(Excerpted data Opens)
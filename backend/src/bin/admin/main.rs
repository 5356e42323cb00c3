use std::path::PathBuf;
use std::time::Duration;

use anyhow::Context;
use auth::PasswordHasher;
use clap::Parser;
use clap::Subcommand;
use sqlx::postgres::PgPoolOptions;
use sqlx::PgPool;
use tracing_subscriber::layer::SubscriberExt;
use tracing_subscriber::util::SubscriberInitExt;

use benchdb_backend::config;
use benchdb_backend::config::AppConfig;
use benchdb_backend::domain::account::models::Account;
use benchdb_backend::domain::account::models::AccountId;
use benchdb_backend::domain::account::models::AccountStatus;
use benchdb_backend::domain::account::models::EmailAddress;
use benchdb_backend::domain::account::models::Role;
use benchdb_backend::domain::account::ports::CredentialStore;
use benchdb_backend::outbound::mailer;
use benchdb_backend::outbound::repositories::PostgresCredentialStore;

/// Provisioning tool for the benchdb backend.
///
/// Runs against the database named in `<app-dir>/config.toml`.
#[derive(Parser)]
#[command(name = "benchdb-admin")]
struct Cli {
    /// Override the application config directory.
    #[arg(long)]
    app_dir: Option<PathBuf>,

    #[command(subcommand)]
    command: Commands,
}

#[derive(Subcommand)]
enum Commands {
    /// Run migrations and create the first owner account
    InitDb {
        #[arg(long)]
        email: String,
        #[arg(long)]
        name: String,
        #[arg(long)]
        password: String,
    },
    /// Provision a new account
    CreateAccount {
        #[arg(long)]
        email: String,
        #[arg(long)]
        name: String,
        #[arg(long, default_value = "user")]
        role: String,
        #[arg(long)]
        password: String,
    },
    /// Store the SMTP settings used for account mail
    SetMail {
        #[arg(long)]
        host: String,
        #[arg(long)]
        username: String,
        #[arg(long)]
        password: String,
        #[arg(long)]
        from: String,
    },
}

#[tokio::main]
async fn main() -> Result<(), anyhow::Error> {
    tracing_subscriber::registry()
        .with(
            tracing_subscriber::EnvFilter::try_from_default_env()
                .unwrap_or_else(|_| "benchdb_backend=info,benchdb_admin=info".into()),
        )
        .with(tracing_subscriber::fmt::layer())
        .init();

    let cli = Cli::parse();

    let app_dir = match cli.app_dir {
        Some(dir) => dir,
        None => config::app_dir()?,
    };
    let app_config = AppConfig::load(&app_dir)?;

    let pool = PgPoolOptions::new()
        .max_connections(2)
        .acquire_timeout(Duration::from_secs(5))
        .connect(&app_config.database.connection_string())
        .await
        .context("could not connect to database")?;

    match cli.command {
        Commands::InitDb {
            email,
            name,
            password,
        } => {
            sqlx::migrate!("./migrations")
                .run(&pool)
                .await
                .context("migrations failed")?;
            tracing::info!("migrations applied");

            let id = provision_account(&pool, &email, &name, Role::Owner, &password).await?;
            println!("created owner account {id}");
        }
        Commands::CreateAccount {
            email,
            name,
            role,
            password,
        } => {
            let role: Role = role.parse().map_err(anyhow::Error::msg)?;
            let id = provision_account(&pool, &email, &name, role, &password).await?;
            println!("created account {id}");
        }
        Commands::SetMail {
            host,
            username,
            password,
            from,
        } => {
            set_mail_settings(&pool, &host, &username, &password, &from).await?;
            println!("mail settings stored");
        }
    }

    Ok(())
}

/// Insert an account and its credential directly, bypassing the gated
/// service; provisioning runs before any identity exists to authorize it.
async fn provision_account(
    pool: &PgPool,
    email: &str,
    name: &str,
    role: Role,
    password: &str,
) -> Result<AccountId, anyhow::Error> {
    let account = Account {
        id: AccountId::new(),
        email: EmailAddress::new(email.to_string())?,
        name: name.to_string(),
        role,
        status: AccountStatus::Active,
    };
    let password_hash = PasswordHasher::new()
        .encode(password)
        .context("could not hash password")?;

    let store = PostgresCredentialStore::new(pool.clone());
    store.create_account(&account, &password_hash).await?;

    tracing::info!(account = %account.id, role = %role, "account provisioned");
    Ok(account.id)
}

async fn set_mail_settings(
    pool: &PgPool,
    host: &str,
    username: &str,
    password: &str,
    from: &str,
) -> Result<(), anyhow::Error> {
    // Validate before storing; a bad from address fails every later send.
    EmailAddress::new(from.to_string())?;

    let settings = [
        (mailer::MAIL_HOST_KEY, host),
        (mailer::MAIL_USERNAME_KEY, username),
        (mailer::MAIL_PASSWORD_KEY, password),
        (mailer::MAIL_FROM_KEY, from),
    ];

    for (key, value) in settings {
        sqlx::query(
            "INSERT INTO app_data (key, value) VALUES ($1, $2) \
             ON CONFLICT (key) DO UPDATE SET value = EXCLUDED.value",
        )
        .bind(key)
        .bind(value)
        .execute(pool)
        .await
        .context("could not store mail setting")?;
    }

    Ok(())
}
(Excerpted data Closes)
[Aim of the task] What is needed is every line from the beginning of the data up to and including the line with "use benchdb_backend::domain::account::ports::CredentialStore;", given again word for word.

[Output of the task]
filename backend/src/bin/admin/main.rs
repository 5356e42323cb00c3
use std::path::PathBuf;
use std::time::Duration;

use anyhow::Context;
use auth::PasswordHasher;
use clap::Parser;
use clap::Subcommand;
use sqlx::postgres::PgPoolOptions;
use sqlx::PgPool;
use tracing_subscriber::layer::SubscriberExt;
use tracing_subscriber::util::SubscriberInitExt;

use benchdb_backend::config;
use benchdb_backend::config::AppConfig;
use benchdb_backend::domain::account::models::Account;
use benchdb_backend::domain::account::models::AccountId;
use benchdb_backend::domain::account::models::AccountStatus;
use benchdb_backend::domain::account::models::EmailAddress;
use benchdb_backend::domain::account::models::Role;
use benchdb_backend::domain::account::ports::CredentialStore;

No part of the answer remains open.